Start of Supplied data
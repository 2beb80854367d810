//! Tile endpoint behavior over the full router.

use axum::http::StatusCode;
use tower::ServiceExt;

use super::test_utils::{body_bytes, build_app, get, sha256_hex, MapSource};

#[tokio::test]
async fn test_vector_tile_roundtrip() {
    // Request row 1 at zoom 3 maps to TMS row 6.
    let app = build_app(MapSource::new().with_tile(2, 6, 3, b"mvt-bytes"), None, 1024);

    let response = app.router.clone().oneshot(get("/3/2/1/tile.mvt")).await.unwrap();

    assert_eq!(response.status(), StatusCode::OK);
    assert_eq!(
        response.headers().get("content-type").unwrap(),
        "application/x-protobuf"
    );
    assert_eq!(response.headers().get("content-encoding").unwrap(), "gzip");
    assert_eq!(
        response.headers().get("etag").unwrap(),
        sha256_hex(b"mvt-bytes").as_str()
    );
    assert_eq!(response.headers().get("x-tile-cache").unwrap(), "miss");

    let body = body_bytes(response).await;
    assert_eq!(&body[..], b"mvt-bytes");
}

#[tokio::test]
async fn test_named_route_serves_same_package() {
    let app = build_app(MapSource::new().with_tile(2, 6, 3, b"mvt-bytes"), None, 1024);

    let response = app
        .router
        .clone()
        .oneshot(get("/roads/3/2/1/tile.mvt"))
        .await
        .unwrap();
    assert_eq!(response.status(), StatusCode::OK);
    assert_eq!(&body_bytes(response).await[..], b"mvt-bytes");

    // The named and unnamed paths are distinct cache entries.
    let response = app.router.clone().oneshot(get("/3/2/1/tile.mvt")).await.unwrap();
    assert_eq!(response.headers().get("x-tile-cache").unwrap(), "miss");
    assert_eq!(app.cache.status().await.elements, 2);
}

#[tokio::test]
async fn test_raw_row_fallback_served() {
    // Tile stored under the raw request row only: the package does not
    // follow the TMS convention, and the server accommodates it.
    let app = build_app(MapSource::new().with_tile(2, 1, 3, b"xyz-bytes"), None, 1024);

    let response = app.router.clone().oneshot(get("/3/2/1/tile.mvt")).await.unwrap();

    assert_eq!(response.status(), StatusCode::OK);
    assert_eq!(&body_bytes(response).await[..], b"xyz-bytes");
    // TMS probe missed, raw-row probe hit.
    assert_eq!(app.vector.fetch_count(), 2);
}

#[tokio::test]
async fn test_missing_tile_is_empty_404() {
    let app = build_app(MapSource::new(), None, 1024);

    let response = app.router.clone().oneshot(get("/3/2/1/tile.mvt")).await.unwrap();

    assert_eq!(response.status(), StatusCode::NOT_FOUND);
    assert!(body_bytes(response).await.is_empty());
}

#[tokio::test]
async fn test_source_failure_is_empty_500() {
    let app = build_app(MapSource::failing(), None, 1024);

    let response = app.router.clone().oneshot(get("/3/2/1/tile.mvt")).await.unwrap();

    assert_eq!(response.status(), StatusCode::INTERNAL_SERVER_ERROR);
    assert!(body_bytes(response).await.is_empty());
    // The failed primary probe must not be followed by the fallback.
    assert_eq!(app.vector.fetch_count(), 1);
}

#[tokio::test]
async fn test_hillshade_not_configured() {
    let app = build_app(MapSource::new().with_tile(2, 6, 3, b"mvt"), None, 1024);

    let response = app.router.clone().oneshot(get("/3/2/1/hs.png")).await.unwrap();
    assert_eq!(response.status(), StatusCode::NOT_FOUND);
}

#[tokio::test]
async fn test_hillshade_tile_roundtrip() {
    let hillshade = MapSource::new().with_tile(2, 6, 3, b"png-bytes");
    let app = build_app(MapSource::new(), Some(hillshade), 1024);

    let response = app.router.clone().oneshot(get("/3/2/1/hs.png")).await.unwrap();

    assert_eq!(response.status(), StatusCode::OK);
    assert_eq!(response.headers().get("content-type").unwrap(), "image/png");
    // Hillshade payloads are not gzip-wrapped.
    assert!(response.headers().get("content-encoding").is_none());
    assert_eq!(&body_bytes(response).await[..], b"png-bytes");
}

#[tokio::test]
async fn test_clacks_overhead_header() {
    let app = build_app(MapSource::new(), None, 1024);

    let response = app.router.clone().oneshot(get("/status")).await.unwrap();
    assert_eq!(
        response.headers().get("x-clacks-overhead").unwrap(),
        "GNU Terry Pratchett"
    );
}

#[tokio::test]
async fn test_fonts_served_from_static_dir() {
    use std::sync::Arc;

    use mbtiled::cache::ByteCache;
    use mbtiled::server::{create_router, AppState, RouterConfig};
    use mbtiled::tile::TileResolver;

    let dir = tempfile::TempDir::new().unwrap();
    let font_dir = dir.path().join("fonts").join("Noto Sans Regular");
    std::fs::create_dir_all(&font_dir).unwrap();
    std::fs::write(font_dir.join("0-255.pbf"), b"glyphs").unwrap();

    let cache = Arc::new(ByteCache::new(1024));
    let state = AppState::new(
        TileResolver::new(MapSource::new(), Arc::clone(&cache)),
        None,
        cache,
    );
    let router = create_router(
        state,
        RouterConfig::new()
            .with_static_dir(dir.path())
            .without_tracing(),
    );

    let response = router
        .clone()
        .oneshot(get("/fonts/Noto%20Sans%20Regular/0-255.pbf"))
        .await
        .unwrap();
    assert_eq!(response.status(), StatusCode::OK);
    assert_eq!(&body_bytes(response).await[..], b"glyphs");

    // A comma-separated stack list serves from the first stack named.
    let response = router
        .clone()
        .oneshot(get("/fonts/Noto%20Sans%20Regular,Fallback/0-255.pbf"))
        .await
        .unwrap();
    assert_eq!(response.status(), StatusCode::OK);

    // Only .pbf files resolve.
    let response = router
        .clone()
        .oneshot(get("/fonts/Noto%20Sans%20Regular/0-255.ttf"))
        .await
        .unwrap();
    assert_eq!(response.status(), StatusCode::NOT_FOUND);

    // Unknown glyph ranges are a 404, not a server error.
    let response = router
        .clone()
        .oneshot(get("/fonts/Noto%20Sans%20Regular/256-511.pbf"))
        .await
        .unwrap();
    assert_eq!(response.status(), StatusCode::NOT_FOUND);
}

#[tokio::test]
async fn test_non_numeric_coordinates_rejected() {
    let app = build_app(MapSource::new().with_tile(2, 6, 3, b"mvt"), None, 1024);

    let response = app
        .router
        .clone()
        .oneshot(get("/three/2/1/tile.mvt"))
        .await
        .unwrap();
    assert_eq!(response.status(), StatusCode::BAD_REQUEST);
    assert_eq!(app.vector.fetch_count(), 0);
}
End of Supplied data
Your task
The response should consist of all the entries, reproduced word for word.

Completed exercise
repository 2beb80854367d810
//! Tile endpoint behavior over the full router.

use axum::http::StatusCode;
use tower::ServiceExt;

use super::test_utils::{body_bytes, build_app, get, sha256_hex, MapSource};

#[tokio::test]
async fn test_vector_tile_roundtrip() {
    // Request row 1 at zoom 3 maps to TMS row 6.
    let app = build_app(MapSource::new().with_tile(2, 6, 3, b"mvt-bytes"), None, 1024);

    let response = app.router.clone().oneshot(get("/3/2/1/tile.mvt")).await.unwrap();

    assert_eq!(response.status(), StatusCode::OK);
    assert_eq!(
        response.headers().get("content-type").unwrap(),
        "application/x-protobuf"
    );
    assert_eq!(response.headers().get("content-encoding").unwrap(), "gzip");
    assert_eq!(
        response.headers().get("etag").unwrap(),
        sha256_hex(b"mvt-bytes").as_str()
    );
    assert_eq!(response.headers().get("x-tile-cache").unwrap(), "miss");

    let body = body_bytes(response).await;
    assert_eq!(&body[..], b"mvt-bytes");
}

#[tokio::test]
async fn test_named_route_serves_same_package() {
    let app = build_app(MapSource::new().with_tile(2, 6, 3, b"mvt-bytes"), None, 1024);

    let response = app
        .router
        .clone()
        .oneshot(get("/roads/3/2/1/tile.mvt"))
        .await
        .unwrap();
    assert_eq!(response.status(), StatusCode::OK);
    assert_eq!(&body_bytes(response).await[..], b"mvt-bytes");

    // The named and unnamed paths are distinct cache entries.
    let response = app.router.clone().oneshot(get("/3/2/1/tile.mvt")).await.unwrap();
    assert_eq!(response.headers().get("x-tile-cache").unwrap(), "miss");
    assert_eq!(app.cache.status().await.elements, 2);
}

#[tokio::test]
async fn test_raw_row_fallback_served() {
    // Tile stored under the raw request row only: the package does not
    // follow the TMS convention, and the server accommodates it.
    let app = build_app(MapSource::new().with_tile(2, 1, 3, b"xyz-bytes"), None, 1024);

    let response = app.router.clone().oneshot(get("/3/2/1/tile.mvt")).await.unwrap();

    assert_eq!(response.status(), StatusCode::OK);
    assert_eq!(&body_bytes(response).await[..], b"xyz-bytes");
    // TMS probe missed, raw-row probe hit.
    assert_eq!(app.vector.fetch_count(), 2);
}

#[tokio::test]
async fn test_missing_tile_is_empty_404() {
    let app = build_app(MapSource::new(), None, 1024);

    let response = app.router.clone().oneshot(get("/3/2/1/tile.mvt")).await.unwrap();

    assert_eq!(response.status(), StatusCode::NOT_FOUND);
    assert!(body_bytes(response).await.is_empty());
}

#[tokio::test]
async fn test_source_failure_is_empty_500() {
    let app = build_app(MapSource::failing(), None, 1024);

    let response = app.router.clone().oneshot(get("/3/2/1/tile.mvt")).await.unwrap();

    assert_eq!(response.status(), StatusCode::INTERNAL_SERVER_ERROR);
    assert!(body_bytes(response).await.is_empty());
    // The failed primary probe must not be followed by the fallback.
    assert_eq!(app.vector.fetch_count(), 1);
}

#[tokio::test]
async fn test_hillshade_not_configured() {
    let app = build_app(MapSource::new().with_tile(2, 6, 3, b"mvt"), None, 1024);

    let response = app.router.clone().oneshot(get("/3/2/1/hs.png")).await.unwrap();
    assert_eq!(response.status(), StatusCode::NOT_FOUND);
}

#[tokio::test]
async fn test_hillshade_tile_roundtrip() {
    let hillshade = MapSource::new().with_tile(2, 6, 3, b"png-bytes");
    let app = build_app(MapSource::new(), Some(hillshade), 1024);

    let response = app.router.clone().oneshot(get("/3/2/1/hs.png")).await.unwrap();

    assert_eq!(response.status(), StatusCode::OK);
    assert_eq!(response.headers().get("content-type").unwrap(), "image/png");
    // Hillshade payloads are not gzip-wrapped.
    assert!(response.headers().get("content-encoding").is_none());
    assert_eq!(&body_bytes(response).await[..], b"png-bytes");
}

#[tokio::test]
async fn test_clacks_overhead_header() {
    let app = build_app(MapSource::new(), None, 1024);

    let response = app.router.clone().oneshot(get("/status")).await.unwrap();
    assert_eq!(
        response.headers().get("x-clacks-overhead").unwrap(),
        "GNU Terry Pratchett"
    );
}

#[tokio::test]
async fn test_fonts_served_from_static_dir() {
    use std::sync::Arc;

    use mbtiled::cache::ByteCache;
    use mbtiled::server::{create_router, AppState, RouterConfig};
    use mbtiled::tile::TileResolver;

    let dir = tempfile::TempDir::new().unwrap();
    let font_dir = dir.path().join("fonts").join("Noto Sans Regular");
    std::fs::create_dir_all(&font_dir).unwrap();
    std::fs::write(font_dir.join("0-255.pbf"), b"glyphs").unwrap();

    let cache = Arc::new(ByteCache::new(1024));
    let state = AppState::new(
        TileResolver::new(MapSource::new(), Arc::clone(&cache)),
        None,
        cache,
    );
    let router = create_router(
        state,
        RouterConfig::new()
            .with_static_dir(dir.path())
            .without_tracing(),
    );

    let response = router
        .clone()
        .oneshot(get("/fonts/Noto%20Sans%20Regular/0-255.pbf"))
        .await
        .unwrap();
    assert_eq!(response.status(), StatusCode::OK);
    assert_eq!(&body_bytes(response).await[..], b"glyphs");

    // A comma-separated stack list serves from the first stack named.
    let response = router
        .clone()
        .oneshot(get("/fonts/Noto%20Sans%20Regular,Fallback/0-255.pbf"))
        .await
        .unwrap();
    assert_eq!(response.status(), StatusCode::OK);

    // Only .pbf files resolve.
    let response = router
        .clone()
        .oneshot(get("/fonts/Noto%20Sans%20Regular/0-255.ttf"))
        .await
        .unwrap();
    assert_eq!(response.status(), StatusCode::NOT_FOUND);

    // Unknown glyph ranges are a 404, not a server error.
    let response = router
        .clone()
        .oneshot(get("/fonts/Noto%20Sans%20Regular/256-511.pbf"))
        .await
        .unwrap();
    assert_eq!(response.status(), StatusCode::NOT_FOUND);
}

#[tokio::test]
async fn test_non_numeric_coordinates_rejected() {
    let app = build_app(MapSource::new().with_tile(2, 6, 3, b"mvt"), None, 1024);

    let response = app
        .router
        .clone()
        .oneshot(get("/three/2/1/tile.mvt"))
        .await
        .unwrap();
    assert_eq!(response.status(), StatusCode::BAD_REQUEST);
    assert_eq!(app.vector.fetch_count(), 0);
}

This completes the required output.